- **Exercise brief**: Give the records once more, exactly as they stand.

[Collected data entries]
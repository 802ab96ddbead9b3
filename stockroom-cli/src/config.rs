//! Client configuration resolution
//!
//! **Priority:** command line / environment → TOML → compiled default

use std::path::PathBuf;
use stockroom_common::auth::CredentialTable;
use stockroom_common::config::{
    first_configured, CompiledDefaults, RootFolderInitializer, RootFolderResolver, TomlConfig,
};

use crate::session::SessionStore;

pub const MODULE_NAME: &str = "stockroom-cli";

/// Fully resolved client settings
#[derive(Debug, Clone)]
pub struct ClientSettings {
    /// Folder holding the session file
    pub root_folder: PathBuf,
    pub api_url: String,
    /// Shared secret sent as `x-api-key`; may be empty
    pub api_key: String,
    pub log_level: String,
    pub credentials: CredentialTable,
}

impl ClientSettings {
    pub fn resolve(
        root_folder: Option<PathBuf>,
        api_url: Option<String>,
        api_key: Option<String>,
        log_level: Option<String>,
        toml: &TomlConfig,
    ) -> Self {
        let defaults = CompiledDefaults::for_current_platform();

        let root_folder = RootFolderResolver::new(MODULE_NAME)
            .with_cli_arg(root_folder)
            .with_toml(toml)
            .resolve();

        Self {
            root_folder,
            api_url: first_configured("api_url", api_url, toml.api_url.clone(), defaults.api_url),
            api_key: first_configured(
                "api_key",
                api_key.filter(|k| !k.trim().is_empty()),
                toml.api_key.clone(),
                String::new(),
            ),
            log_level: first_configured(
                "log_level",
                log_level,
                Some(toml.logging.level.clone()),
                defaults.log_level,
            ),
            credentials: CredentialTable::new(toml.users.clone()),
        }
    }

    pub fn session_store(&self) -> SessionStore {
        SessionStore::new(RootFolderInitializer::new(self.root_folder.clone()).session_path())
    }
}
//! Credential and API-key verification
//!
//! # Architecture
//!
//! Two independent checks, both behind traits so deployments can plug in a
//! different store:
//! - [`ApiKeyVerifier`]: the shared secret every protected API request must
//!   carry in the [`API_KEY_HEADER`] header (checked by the API server)
//! - [`CredentialVerifier`]: username/password login that yields a [`Role`]
//!   (checked by the client before it opens a session)
//!
//! This module contains ONLY pure functions and types. HTTP middleware lives
//! in `stockroom-api`.

use serde::{Deserialize, Serialize};
use sha2::{Digest, Sha256};

/// Header carrying the shared secret
pub const API_KEY_HEADER: &str = "x-api-key";

// ========================================
// Roles and credentials
// ========================================

/// Session role
///
/// `Master` is the elevated role allowed to create, edit and delete
/// materials. `Maintenance` may only list and filter.
#[derive(Debug, Clone, Copy, PartialEq, Eq, Serialize, Deserialize)]
#[serde(rename_all = "lowercase")]
pub enum Role {
    Master,
    Maintenance,
}

impl Role {
    /// True for the role allowed to modify records
    pub fn is_elevated(self) -> bool {
        matches!(self, Role::Master)
    }

    pub fn as_str(self) -> &'static str {
        match self {
            Role::Master => "master",
            Role::Maintenance => "maintenance",
        }
    }
}

impl std::fmt::Display for Role {
    fn fmt(&self, f: &mut std::fmt::Formatter<'_>) -> std::fmt::Result {
        f.write_str(self.as_str())
    }
}

/// One configured login
///
/// Loaded from the `[[users]]` tables of the TOML config.
#[derive(Debug, Clone, PartialEq, Eq, Serialize, Deserialize)]
pub struct UserEntry {
    pub username: String,
    pub role: Role,
    pub password_salt: String,
    /// Hex SHA-256 of `password_salt + password`
    pub password_hash: String,
}

/// Verifies a username/password pair
pub trait CredentialVerifier {
    /// Role granted to the user, or `None` if the credentials are invalid
    fn verify(&self, username: &str, password: &str) -> Option<Role>;
}

/// Credential table loaded from configuration
#[derive(Debug, Clone, Default)]
pub struct CredentialTable {
    users: Vec<UserEntry>,
}

impl CredentialTable {
    pub fn new(users: Vec<UserEntry>) -> Self {
        Self { users }
    }

    pub fn is_empty(&self) -> bool {
        self.users.is_empty()
    }
}

impl CredentialVerifier for CredentialTable {
    fn verify(&self, username: &str, password: &str) -> Option<Role> {
        let user = self.users.iter().find(|u| u.username == username)?;
        let calculated = hash_password(&user.password_salt, password);

        if constant_time_eq(
            calculated.as_bytes(),
            user.password_hash.to_ascii_lowercase().as_bytes(),
        ) {
            Some(user.role)
        } else {
            None
        }
    }
}

/// Calculate the stored password hash
///
/// # Algorithm
///
/// 1. Concatenate salt and password
/// 2. Calculate SHA-256
/// 3. Return as 64 hex characters
///
/// # Examples
///
/// ```
/// use stockroom_common::auth::hash_password;
///
/// let hash = hash_password("salt", "665544");
/// assert_eq!(hash.len(), 64);
/// assert_eq!(hash, hash_password("salt", "665544"));
/// assert_ne!(hash, hash_password("other", "665544"));
/// ```
pub fn hash_password(salt: &str, password: &str) -> String {
    let mut hasher = Sha256::new();
    hasher.update(salt.as_bytes());
    hasher.update(password.as_bytes());
    format!("{:x}", hasher.finalize())
}

// ========================================
// Shared secret
// ========================================

/// API key validation failure
#[derive(Debug, Clone, PartialEq, Eq)]
pub enum ApiKeyError {
    /// Header absent from request
    Missing,
    /// Header present but does not match
    Mismatch,
}

impl std::fmt::Display for ApiKeyError {
    fn fmt(&self, f: &mut std::fmt::Formatter<'_>) -> std::fmt::Result {
        match self {
            ApiKeyError::Missing => write!(f, "Missing API key"),
            ApiKeyError::Mismatch => write!(f, "Invalid API key"),
        }
    }
}

impl std::error::Error for ApiKeyError {}

/// Verifies the shared secret presented by a request
pub trait ApiKeyVerifier: Send + Sync {
    /// False when access control is switched off
    fn is_enabled(&self) -> bool;

    /// Check the header value (`None` when the header is absent)
    fn verify(&self, presented: Option<&str>) -> Result<(), ApiKeyError>;
}

/// Single statically configured secret
///
/// An empty secret disables checking. Comparison is over SHA-256 digests
/// in constant time.
#[derive(Clone)]
pub struct StaticApiKey {
    digest: Option<[u8; 32]>,
}

impl StaticApiKey {
    pub fn new(secret: &str) -> Self {
        if secret.is_empty() {
            return Self::disabled();
        }
        Self {
            digest: Some(Sha256::digest(secret.as_bytes()).into()),
        }
    }

    pub fn disabled() -> Self {
        Self { digest: None }
    }
}

impl std::fmt::Debug for StaticApiKey {
    fn fmt(&self, f: &mut std::fmt::Formatter<'_>) -> std::fmt::Result {
        f.debug_struct("StaticApiKey")
            .field("enabled", &self.digest.is_some())
            .finish()
    }
}

impl ApiKeyVerifier for StaticApiKey {
    fn is_enabled(&self) -> bool {
        self.digest.is_some()
    }

    fn verify(&self, presented: Option<&str>) -> Result<(), ApiKeyError> {
        let Some(expected) = &self.digest else {
            return Ok(());
        };
        let presented = presented.ok_or(ApiKeyError::Missing)?;
        let digest: [u8; 32] = Sha256::digest(presented.as_bytes()).into();

        if constant_time_eq(&digest, expected) {
            Ok(())
        } else {
            Err(ApiKeyError::Mismatch)
        }
    }
}

fn constant_time_eq(a: &[u8], b: &[u8]) -> bool {
    if a.len() != b.len() {
        return false;
    }
    a.iter().zip(b).fold(0u8, |acc, (x, y)| acc | (x ^ y)) == 0
}

// ========================================
// Tests
// ========================================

- **Your solution**:
repository 802ab96ddbead9b3
filename stockroom-cli/src/config.rs
//! Client configuration resolution
//!
//! **Priority:** command line / environment → TOML → compiled default

use std::path::PathBuf;
use stockroom_common::auth::CredentialTable;
use stockroom_common::config::{
    first_configured, CompiledDefaults, RootFolderInitializer, RootFolderResolver, TomlConfig,
};

use crate::session::SessionStore;

pub const MODULE_NAME: &str = "stockroom-cli";

/// Fully resolved client settings
#[derive(Debug, Clone)]
pub struct ClientSettings {
    /// Folder holding the session file
    pub root_folder: PathBuf,
    pub api_url: String,
    /// Shared secret sent as `x-api-key`; may be empty
    pub api_key: String,
    pub log_level: String,
    pub credentials: CredentialTable,
}

impl ClientSettings {
    pub fn resolve(
        root_folder: Option<PathBuf>,
        api_url: Option<String>,
        api_key: Option<String>,
        log_level: Option<String>,
        toml: &TomlConfig,
    ) -> Self {
        let defaults = CompiledDefaults::for_current_platform();

        let root_folder = RootFolderResolver::new(MODULE_NAME)
            .with_cli_arg(root_folder)
            .with_toml(toml)
            .resolve();

        Self {
            root_folder,
            api_url: first_configured("api_url", api_url, toml.api_url.clone(), defaults.api_url),
            api_key: first_configured(
                "api_key",
                api_key.filter(|k| !k.trim().is_empty()),
                toml.api_key.clone(),
                String::new(),
            ),
            log_level: first_configured(
                "log_level",
                log_level,
                Some(toml.logging.level.clone()),
                defaults.log_level,
            ),
            credentials: CredentialTable::new(toml.users.clone()),
        }
    }

    pub fn session_store(&self) -> SessionStore {
        SessionStore::new(RootFolderInitializer::new(self.root_folder.clone()).session_path())
    }
}
//! Credential and API-key verification
//!
//! # Architecture
//!
//! Two independent checks, both behind traits so deployments can plug in a
//! different store:
//! - [`ApiKeyVerifier`]: the shared secret every protected API request must
//!   carry in the [`API_KEY_HEADER`] header (checked by the API server)
//! - [`CredentialVerifier`]: username/password login that yields a [`Role`]
//!   (checked by the client before it opens a session)
//!
//! This module contains ONLY pure functions and types. HTTP middleware lives
//! in `stockroom-api`.

use serde::{Deserialize, Serialize};
use sha2::{Digest, Sha256};

/// Header carrying the shared secret
pub const API_KEY_HEADER: &str = "x-api-key";

// ========================================
// Roles and credentials
// ========================================

/// Session role
///
/// `Master` is the elevated role allowed to create, edit and delete
/// materials. `Maintenance` may only list and filter.
#[derive(Debug, Clone, Copy, PartialEq, Eq, Serialize, Deserialize)]
#[serde(rename_all = "lowercase")]
pub enum Role {
    Master,
    Maintenance,
}

impl Role {
    /// True for the role allowed to modify records
    pub fn is_elevated(self) -> bool {
        matches!(self, Role::Master)
    }

    pub fn as_str(self) -> &'static str {
        match self {
            Role::Master => "master",
            Role::Maintenance => "maintenance",
        }
    }
}

impl std::fmt::Display for Role {
    fn fmt(&self, f: &mut std::fmt::Formatter<'_>) -> std::fmt::Result {
        f.write_str(self.as_str())
    }
}

/// One configured login
///
/// Loaded from the `[[users]]` tables of the TOML config.
#[derive(Debug, Clone, PartialEq, Eq, Serialize, Deserialize)]
pub struct UserEntry {
    pub username: String,
    pub role: Role,
    pub password_salt: String,
    /// Hex SHA-256 of `password_salt + password`
    pub password_hash: String,
}

/// Verifies a username/password pair
pub trait CredentialVerifier {
    /// Role granted to the user, or `None` if the credentials are invalid
    fn verify(&self, username: &str, password: &str) -> Option<Role>;
}

/// Credential table loaded from configuration
#[derive(Debug, Clone, Default)]
pub struct CredentialTable {
    users: Vec<UserEntry>,
}

impl CredentialTable {
    pub fn new(users: Vec<UserEntry>) -> Self {
        Self { users }
    }

    pub fn is_empty(&self) -> bool {
        self.users.is_empty()
    }
}

impl CredentialVerifier for CredentialTable {
    fn verify(&self, username: &str, password: &str) -> Option<Role> {
        let user = self.users.iter().find(|u| u.username == username)?;
        let calculated = hash_password(&user.password_salt, password);

        if constant_time_eq(
            calculated.as_bytes(),
            user.password_hash.to_ascii_lowercase().as_bytes(),
        ) {
            Some(user.role)
        } else {
            None
        }
    }
}

/// Calculate the stored password hash
///
/// # Algorithm
///
/// 1. Concatenate salt and password
/// 2. Calculate SHA-256
/// 3. Return as 64 hex characters
///
/// # Examples
///
/// ```
/// use stockroom_common::auth::hash_password;
///
/// let hash = hash_password("salt", "665544");
/// assert_eq!(hash.len(), 64);
/// assert_eq!(hash, hash_password("salt", "665544"));
/// assert_ne!(hash, hash_password("other", "665544"));
/// ```
pub fn hash_password(salt: &str, password: &str) -> String {
    let mut hasher = Sha256::new();
    hasher.update(salt.as_bytes());
    hasher.update(password.as_bytes());
    format!("{:x}", hasher.finalize())
}

// ========================================
// Shared secret
// ========================================

/// API key validation failure
#[derive(Debug, Clone, PartialEq, Eq)]
pub enum ApiKeyError {
    /// Header absent from request
    Missing,
    /// Header present but does not match
    Mismatch,
}

impl std::fmt::Display for ApiKeyError {
    fn fmt(&self, f: &mut std::fmt::Formatter<'_>) -> std::fmt::Result {
        match self {
            ApiKeyError::Missing => write!(f, "Missing API key"),
            ApiKeyError::Mismatch => write!(f, "Invalid API key"),
        }
    }
}

impl std::error::Error for ApiKeyError {}

/// Verifies the shared secret presented by a request
pub trait ApiKeyVerifier: Send + Sync {
    /// False when access control is switched off
    fn is_enabled(&self) -> bool;

    /// Check the header value (`None` when the header is absent)
    fn verify(&self, presented: Option<&str>) -> Result<(), ApiKeyError>;
}

/// Single statically configured secret
///
/// An empty secret disables checking. Comparison is over SHA-256 digests
/// in constant time.
#[derive(Clone)]
pub struct StaticApiKey {
    digest: Option<[u8; 32]>,
}

impl StaticApiKey {
    pub fn new(secret: &str) -> Self {
        if secret.is_empty() {
            return Self::disabled();
        }
        Self {
            digest: Some(Sha256::digest(secret.as_bytes()).into()),
        }
    }

    pub fn disabled() -> Self {
        Self { digest: None }
    }
}

impl std::fmt::Debug for StaticApiKey {
    fn fmt(&self, f: &mut std::fmt::Formatter<'_>) -> std::fmt::Result {
        f.debug_struct("StaticApiKey")
            .field("enabled", &self.digest.is_some())
            .finish()
    }
}

impl ApiKeyVerifier for StaticApiKey {
    fn is_enabled(&self) -> bool {
        self.digest.is_some()
    }

    fn verify(&self, presented: Option<&str>) -> Result<(), ApiKeyError> {
        let Some(expected) = &self.digest else {
            return Ok(());
        };
        let presented = presented.ok_or(ApiKeyError::Missing)?;
        let digest: [u8; 32] = Sha256::digest(presented.as_bytes()).into();

        if constant_time_eq(&digest, expected) {
            Ok(())
        } else {
            Err(ApiKeyError::Mismatch)
        }
    }
}

fn constant_time_eq(a: &[u8], b: &[u8]) -> bool {
    if a.len() != b.len() {
        return false;
    }
    a.iter().zip(b).fold(0u8, |acc, (x, y)| acc | (x ^ y)) == 0
}

// ========================================
// Tests
// ========================================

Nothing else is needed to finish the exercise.